Were you aware of variability in pain management recommendations for COPD patients?
We were going through the literature and finding that no one was talking about pain. From a physical therapist’s perspective, it was hard to understand because we know these people have pain for various reasons. We were not aware that we may be one of the only providers looking at pain in this population from a holistic perspective. We make assumptions that healthcare providers know what other healthcare providers do, but that’s not the case. Physicians creating practice guidelines are looking at what physicians do, and that’s exactly what they should be doing.
However, that is the purpose of creating a physical therapist-specific practice guideline—we are looking at the management of that condition from the perspective of what a physical therapist can do. Treat pain in this population is a huge component of the disease management process for us. Now, of course, we do many of the other components of disease management for people who have COPD, like cough management, making coughs more effective so people don’t have to cough all day long, clearing airways, managing secretions, and then really just getting back to normal activity. Then the number one deficit in people with COPD is poor aerobic capacity and poor activity tolerance.

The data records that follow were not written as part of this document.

impl<'a> Blocks<'a> {
    pub(crate) fn new(data: &'a [u8], options: DecoderOptions) -> Self {
        Blocks {
            data,
            options,
            cursor: 0,
            state: State::AwaitStart,
            quant_tables: std::array::from_fn(|_| None),
            huffman_tables: std::array::from_fn(|_| None),
            frame_header: None,
            idct: Idct::new(),
        }
    }

    /// The frame header, once the SOF0 segment has been parsed.
    pub fn frame_header(&self) -> Option<&FrameHeader> {
        self.frame_header.as_ref()
    }

    fn step(&mut self) -> Result<Option<Block>, DecodeError> {
        loop {
            match std::mem::replace(&mut self.state, State::Done) {
                State::AwaitStart => {
                    self.check_start_of_image()?;
                    self.state = State::HeaderParsing;
                }
                State::HeaderParsing => {
                    self.state = self.parse_segment()?;
                }
                State::ScanActive(mut scan) => {
                    if scan.finished() {
                        debug!(
                            "scan finished after {} bits, resuming at {}",
                            scan.reader.total_bits_read(),
                            scan.resume
                        );
                        self.cursor = scan.resume;
                        self.state = State::HeaderParsing;
                        continue;
                    }

                    let block = self.decode_mcu(&mut scan)?;
                    self.state = State::ScanActive(scan);
                    return Ok(Some(block));
                }
                State::Done => return Ok(None),
            }
        }
    }

    fn check_start_of_image(&mut self) -> Result<(), DecodeError> {
        let mut reader = SegmentReader::new(self.data);
        let err = |e| DecodeError::new(e, 0, None);

        let start = [reader.read_u8().map_err(err)?, reader.read_u8().map_err(err)?];
        if start != [Marker::GLOBAL, Marker::SOI.to_u8()] {
            return Err(DecodeError::new(
                Error::MalformedHeader(format!(
                    "expected SOI, found {:02X}{:02X}",
                    start[0], start[1]
                )),
                0,
                Marker::from_u8(start[1]),
            ));
        }

        self.cursor = Marker::SIZE;
        Ok(())
    }

    /// Reads the marker at the cursor, skipping fill bytes.
    fn read_marker(&mut self) -> Result<Marker, DecodeError> {
        let offset = self.cursor;
        let mut reader = SegmentReader::new(&self.data[self.cursor..]);
        let err = |e| DecodeError::new(e, offset, None);

        let first = reader.read_u8().map_err(err)?;
        if first != Marker::GLOBAL {
            return Err(err(Error::MalformedHeader(format!(
                "expected a marker, found {first:#04X}"
            ))));
        }

        let mut low = reader.read_u8().map_err(err)?;
        while low == Marker::GLOBAL {
            low = reader.read_u8().map_err(err)?;
        }

        let marker = Marker::from_u8(low).ok_or_else(|| {
            err(Error::MalformedHeader(
                "stuffed zero byte where a marker was expected".to_string(),
            ))
        })?;

        self.cursor += reader.position();
        Ok(marker)
    }

    /// Reads a segment's length field and returns its payload, moving the cursor past it.
    fn read_segment(&mut self, offset: usize, marker: Marker) -> Result<&'a [u8], DecodeError> {
        let data = self.data;
        let mut reader = SegmentReader::new(&data[self.cursor..]);
        let err = |e| DecodeError::new(e, offset, Some(marker));

        let length = reader.read_u16().map_err(err)? as usize;
        if length < 2 {
            return Err(err(Error::MalformedHeader(format!("segment length {length}"))));
        }

        let payload = reader.read_bytes(length - 2).map_err(err)?;
        self.cursor += length;
        Ok(payload)
    }

    fn parse_segment(&mut self) -> Result<State, DecodeError> {
        let offset = self.cursor;
        let marker = self.read_marker()?;

        if let MarkerType::StandAlone = marker.is_segment() {
            return match marker {
                Marker::EOI => {
                    debug!("end of image at {offset}");
                    Ok(State::Done)
                }
                Marker::SOI => Err(DecodeError::new(
                    Error::MalformedHeader("repeated start of image".to_string()),
                    offset,
                    Some(marker),
                )),
                _ => {
                    debug!("skipping standalone {marker} at {offset}");
                    Ok(State::HeaderParsing)
                }
            };
        }

        let payload = self.read_segment(offset, marker)?;
        let context = |e: Error| DecodeError::new(short_segment(e), offset, Some(marker));

        match marker {
            Marker::DQT => self.define_quantization_tables(payload).map_err(context)?,
            Marker::DHT => self.define_huffman_tables(payload).map_err(context)?,
            Marker::SOF(0) => {
                if self.frame_header.is_some() {
                    return Err(context(Error::MalformedHeader(
                        "second frame header".to_string(),
                    )));
                }

                let frame_header =
                    parse_start_of_frame(&mut SegmentReader::new(payload)).map_err(context)?;
                info!(
                    "baseline frame {}x{}, {} components",
                    frame_header.width(),
                    frame_header.height(),
                    frame_header.components().len()
                );
                self.frame_header = Some(frame_header);
            }
            Marker::SOF(_) => {
                return Err(context(Error::UnsupportedFeature(format!(
                    "{marker} frames, only baseline DCT is decoded"
                ))));
            }
            Marker::DRI => {
                let interval =
                    parse_restart_interval(&mut SegmentReader::new(payload)).map_err(context)?;
                if interval != 0 {
                    return Err(context(Error::UnsupportedFeature(format!(
                        "restart interval {interval}"
                    ))));
                }
            }
            Marker::SOS => {
                let scan = self.start_scan(payload, offset).map_err(context)?;
                return Ok(State::ScanActive(scan));
            }
            _ => debug!("skipping {marker} at {offset}, {} bytes", payload.len()),
        }

        Ok(State::HeaderParsing)
    }

    fn define_quantization_tables(&mut self, payload: &[u8]) -> Result<(), Error> {
        let quant_tables = &mut self.quant_tables;
        read_tables(
            payload,
            self.options.segment_policy,
            "quantization",
            parse_quant_table,
            |table| {
                let id = table.id() as usize;
                quant_tables[id] = Some(table);
            },
        )
    }

    fn define_huffman_tables(&mut self, payload: &[u8]) -> Result<(), Error> {
        let huffman_tables = &mut self.huffman_tables;
        read_tables(
            payload,
            self.options.segment_policy,
            "huffman",
            parse_huffman_table,
            |table| {
                let id = table.id() as usize;
                huffman_tables[id] = Some(table);
            },
        )
    }

    fn start_scan(&self, payload: &[u8], offset: usize) -> Result<Scan, Error> {
        let frame_header = self.frame_header.as_ref().ok_or_else(|| {
            Error::MalformedHeader("start of scan before the frame header".to_string())
        })?;

        let scan_header = parse_start_of_scan(&mut SegmentReader::new(payload))?;
        let selectors = &scan_header.scan_component_selectors;
        if selectors.len() != frame_header.components.len() {
            return Err(Error::UnsupportedFeature(format!(
                "scan covering {} of {} components",
                selectors.len(),
                frame_header.components.len()
            )));
        }

        if !scan_header.is_sequential() {
            warn!("ignoring spectral selection of a baseline scan: {scan_header:?}");
        }

        for (index, (component, selector)) in
            frame_header.components.iter().zip(selectors).enumerate()
        {
            if selector.component_id != component.component_id {
                return Err(Error::MalformedHeader(format!(
                    "scan component {} where the frame has component {}",
                    selector.component_id, component.component_id
                )));
            }

            let (dc, ac) = huffman_destinations(index);
            if selector.dc_destination_id != dc || selector.ac_destination_id != ac {
                warn!(
                    "component {} selects huffman tables {}/{}, decoding with {dc}/{ac}",
                    component.component_id, selector.dc_destination_id, selector.ac_destination_id
                );
            }

            // fail here rather than partway through the scan
            self.block_tables(index, component)?;
        }

        let (columns, rows) = frame_header.blocks();
        if frame_header.width() % 8 != 0 || frame_header.height() % 8 != 0 {
            warn!(
                "{}x{} is not a multiple of 8, decoding {columns}x{rows} whole blocks",
                frame_header.width(),
                frame_header.height()
            );
        }

        let entropy_start = self.cursor;
        let (entropy_data, boundary) = destuff(&self.data[entropy_start..]);
        debug!(
            "scan of {columns}x{rows} MCUs, {} entropy-coded bytes",
            entropy_data.len()
        );

        Ok(Scan {
            reader: BitReader::new(entropy_data),
            predictors: [0; 3],
            next_mcu: 0,
            columns,
            rows,
            resume: entropy_start + boundary,
            offset,
        })
    }

    fn block_tables(&self, index: usize, component: &Component) -> Result<BlockTables<'_>, Error> {
        let (dc, ac) = huffman_destinations(index);
        let huffman = |class, number| {
            let id = table_id(class, number);
            self.huffman_tables[id as usize]
                .as_ref()
                .ok_or(Error::MissingHuffmanTable(id))
        };

        let qt_id = component.qt_table_id;
        let quant = self.quant_tables[qt_id as usize]
            .as_ref()
            .ok_or(Error::MissingQuantizationTable(qt_id))?;

        Ok(BlockTables {
            dc: huffman(HuffmanClass::DC, dc)?,
            ac: huffman(HuffmanClass::AC, ac)?,
            quant,
        })
    }

    fn decode_mcu(&self, scan: &mut Scan) -> Result<Block, DecodeError> {
        let offset = scan.offset;
        let err = |e| DecodeError::new(e, offset, Some(Marker::SOS));
        let frame_header = self.frame_header.as_ref().ok_or_else(|| {
            err(Error::MalformedHeader(
                "scan without a frame header".to_string(),
            ))
        })?;

        let (column, row) = (scan.next_mcu % scan.columns, scan.next_mcu / scan.columns);
        let mut samples = [[0i32; BLOCK_SIZE]; 3];

        for (index, component) in frame_header.components.iter().enumerate() {
            let tables = self.block_tables(index, component).map_err(err)?;
            let coefficients =
                assemble_block(&mut scan.reader, &tables, &mut scan.predictors[index])
                    .map_err(err)?;
            samples[index] = self.idct.perform_idct(&coefficients);
        }

        trace!(
            "MCU ({column}, {row}), predictors {:?}, {} of {} bytes read",
            scan.predictors,
            scan.reader.total_bits_read() / 8,
            scan.reader.len()
        );

        scan.next_mcu += 1;

        let [ys, cbs, crs] = &samples;
        Ok(Block {
            column,
            row,
            pixels: convert_block(ys, cbs, crs),
        })
    }
}

impl Iterator for Blocks<'_> {
    type Item = Result<Block, DecodeError>;

    fn next(&mut self) -> Option<Self::Item> {
        match self.step() {
            Ok(Some(block)) => Some(Ok(block)),
            Ok(None) => None,
            Err(e) => {
                self.state = State::Done;
                Some(Err(e))
            }
        }
    }
}

impl std::iter::FusedIterator for Blocks<'_> {}

/// DC and AC table numbers by component position. Luma uses tables 0, both
/// chroma components share tables 1, whatever the scan header selects.
fn huffman_destinations(index: usize) -> (u8, u8) {
    match index {
        0 => (0, 0),
        _ => (1, 1),
    }
}

/// Running out of bytes inside a segment means its length field was too short.
fn short_segment(e: Error) -> Error {
    match e {
        Error::TruncatedStream => {
            Error::MalformedHeader("segment is shorter than its contents".to_string())
        }
        e => e,
    }
}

Our goal is to get these people back to moving effectively and efficiently regardless of whether that means moving through their house to get to the bathroom, moving to their doctor’s appointment, or even moving oxygen in and out of their lungs or blood from their heart to their lungs to the muscles in their body they need to use. We manage that part.
What are your thoughts on recommending opioids for this patient population?
We absolutely acknowledge that opioids may have a place. Opioids aren’t just used to manage pain in this population; they’re also used to manage cough. We’ve been using opioids to manage cough for a long time, but we also know that there are other ways to manage cough that don’t come with the risks and side effects that opioids bring, like constipation and central sensitization of pain. Those are things that we end up having to treat because opioids are present, which we wouldn’t then have to treat if they weren’t. There are nonpharmacologic ways to manage cough. That’s part of what we do as physical therapists, and there are also pharmacologic ways to manage cough that don’t bring along all those adverse effects.
While we acknowledge that they can serve a purpose and play a role, we really want to emphasize that there are other and probably better ways to manage cough in this population. The US Department of Health and Human Services pain management guidelines agree with that.